[Extracted records]
↓

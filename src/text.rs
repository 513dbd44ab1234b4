//! Text renderings of the logical tree.
//!
//! Two forms: [`to_dts`] produces canonical device tree source (export only,
//! there is no parser for it), [`dump`] produces an ASCII tree drawing for
//! visual inspection. Both are pure functions of the tree content.

use core::fmt::Write;

use alloc::format;
use alloc::string::String;
use alloc::vec::Vec;

use crate::adt::{AdtNode, AdtValue};

/// Render a tree as device tree source text.
#[must_use]
pub fn to_dts(root: &AdtNode) -> String {
    let mut out = String::new();
    dts_node(root, 0, &mut out);
    out
}

fn dts_value(value: &AdtValue) -> Option<String> {
    match value {
        AdtValue::Empty => None,
        AdtValue::U32(v) => Some(format!("<{:#x}>", v)),
        AdtValue::U64(v) => Some(format!("<{:#x}>", v)),
        AdtValue::Handle(v) => Some(format!("<{:#x}>", v)),
        AdtValue::Str(s) => Some(format!("\"{}\"", s.replace('"', "\\\""))),
        AdtValue::StrList(list) => {
            let quoted: Vec<String> = list
                .iter()
                .map(|s| format!("\"{}\"", s.replace('"', "\\\"")))
                .collect();
            Some(quoted.join(","))
        }
        AdtValue::Bytes(b) => {
            let mut hex = String::new();
            for byte in b {
                // Infallible: writing to a String.
                write!(hex, "{:02x}", byte).unwrap();
            }
            Some(format!("[{}]", hex))
        }
    }
}

fn dts_node(node: &AdtNode, depth: usize, out: &mut String) {
    let spacing = "  ".repeat(depth);

    if depth == 0 {
        out.push_str("/dts-v1/;\n\n");
    }
    let name = if depth == 0 { "/" } else { node.display_name() };
    out.push_str(&spacing);
    out.push_str(name);
    out.push_str(" {\n");

    for prop in node.props.iter().filter(|p| p.name != "name") {
        out.push_str(&"  ".repeat(depth + 1));
        out.push_str(&prop.name);
        if let Some(rendered) = dts_value(&prop.value) {
            out.push_str(" = ");
            out.push_str(&rendered);
        }
        out.push_str(";\n");
    }

    for child in &node.children {
        out.push('\n');
        dts_node(child, depth + 1, out);
    }

    out.push_str(&spacing);
    out.push_str("};\n");
}

/// Render a tree as an ASCII drawing with per-node property lines.
///
/// Dumping the same tree twice yields byte-identical output.
#[must_use]
pub fn dump(root: &AdtNode) -> String {
    let mut out = String::new();
    dump_node(root, 0, true, &mut out);
    out
}

fn dump_node(node: &AdtNode, depth: usize, last: bool, out: &mut String) {
    let space = "  ".repeat(depth);
    let leader = if last && node.children.is_empty() {
        "    "
    } else {
        "|   "
    };

    out.push_str(&space);
    out.push_str("+- [");
    out.push_str(node.display_name());
    out.push_str("]\n");

    for prop in &node.props {
        out.push_str(&space);
        out.push_str(leader);
        // Infallible: writing to a String.
        writeln!(out, " {}: {}", prop.name, prop.value).unwrap();
    }

    if !node.children.is_empty() {
        out.push_str(&space);
        out.push_str("\\_,\n");
        let count = node.children.len();
        for (i, child) in node.children.iter().enumerate() {
            dump_node(child, depth + 1, i + 1 == count, out);
        }
    }
}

↑

▶ [Goal of the exercise]
Retype all the data, changing nothing.

▶ [Solution]
filename src/text.rs
repository 513dbd44ab1234b4
//! Text renderings of the logical tree.
//!
//! Two forms: [`to_dts`] produces canonical device tree source (export only,
//! there is no parser for it), [`dump`] produces an ASCII tree drawing for
//! visual inspection. Both are pure functions of the tree content.

use core::fmt::Write;

use alloc::format;
use alloc::string::String;
use alloc::vec::Vec;

use crate::adt::{AdtNode, AdtValue};

/// Render a tree as device tree source text.
#[must_use]
pub fn to_dts(root: &AdtNode) -> String {
    let mut out = String::new();
    dts_node(root, 0, &mut out);
    out
}

fn dts_value(value: &AdtValue) -> Option<String> {
    match value {
        AdtValue::Empty => None,
        AdtValue::U32(v) => Some(format!("<{:#x}>", v)),
        AdtValue::U64(v) => Some(format!("<{:#x}>", v)),
        AdtValue::Handle(v) => Some(format!("<{:#x}>", v)),
        AdtValue::Str(s) => Some(format!("\"{}\"", s.replace('"', "\\\""))),
        AdtValue::StrList(list) => {
            let quoted: Vec<String> = list
                .iter()
                .map(|s| format!("\"{}\"", s.replace('"', "\\\"")))
                .collect();
            Some(quoted.join(","))
        }
        AdtValue::Bytes(b) => {
            let mut hex = String::new();
            for byte in b {
                // Infallible: writing to a String.
                write!(hex, "{:02x}", byte).unwrap();
            }
            Some(format!("[{}]", hex))
        }
    }
}

fn dts_node(node: &AdtNode, depth: usize, out: &mut String) {
    let spacing = "  ".repeat(depth);

    if depth == 0 {
        out.push_str("/dts-v1/;\n\n");
    }
    let name = if depth == 0 { "/" } else { node.display_name() };
    out.push_str(&spacing);
    out.push_str(name);
    out.push_str(" {\n");

    for prop in node.props.iter().filter(|p| p.name != "name") {
        out.push_str(&"  ".repeat(depth + 1));
        out.push_str(&prop.name);
        if let Some(rendered) = dts_value(&prop.value) {
            out.push_str(" = ");
            out.push_str(&rendered);
        }
        out.push_str(";\n");
    }

    for child in &node.children {
        out.push('\n');
        dts_node(child, depth + 1, out);
    }

    out.push_str(&spacing);
    out.push_str("};\n");
}

/// Render a tree as an ASCII drawing with per-node property lines.
///
/// Dumping the same tree twice yields byte-identical output.
#[must_use]
pub fn dump(root: &AdtNode) -> String {
    let mut out = String::new();
    dump_node(root, 0, true, &mut out);
    out
}

fn dump_node(node: &AdtNode, depth: usize, last: bool, out: &mut String) {
    let space = "  ".repeat(depth);
    let leader = if last && node.children.is_empty() {
        "    "
    } else {
        "|   "
    };

    out.push_str(&space);
    out.push_str("+- [");
    out.push_str(node.display_name());
    out.push_str("]\n");

    for prop in &node.props {
        out.push_str(&space);
        out.push_str(leader);
        // Infallible: writing to a String.
        writeln!(out, " {}: {}", prop.name, prop.value).unwrap();
    }

    if !node.children.is_empty() {
        out.push_str(&space);
        out.push_str("\\_,\n");
        let count = node.children.len();
        for (i, child) in node.children.iter().enumerate() {
            dump_node(child, depth + 1, i + 1 == count, out);
        }
    }
}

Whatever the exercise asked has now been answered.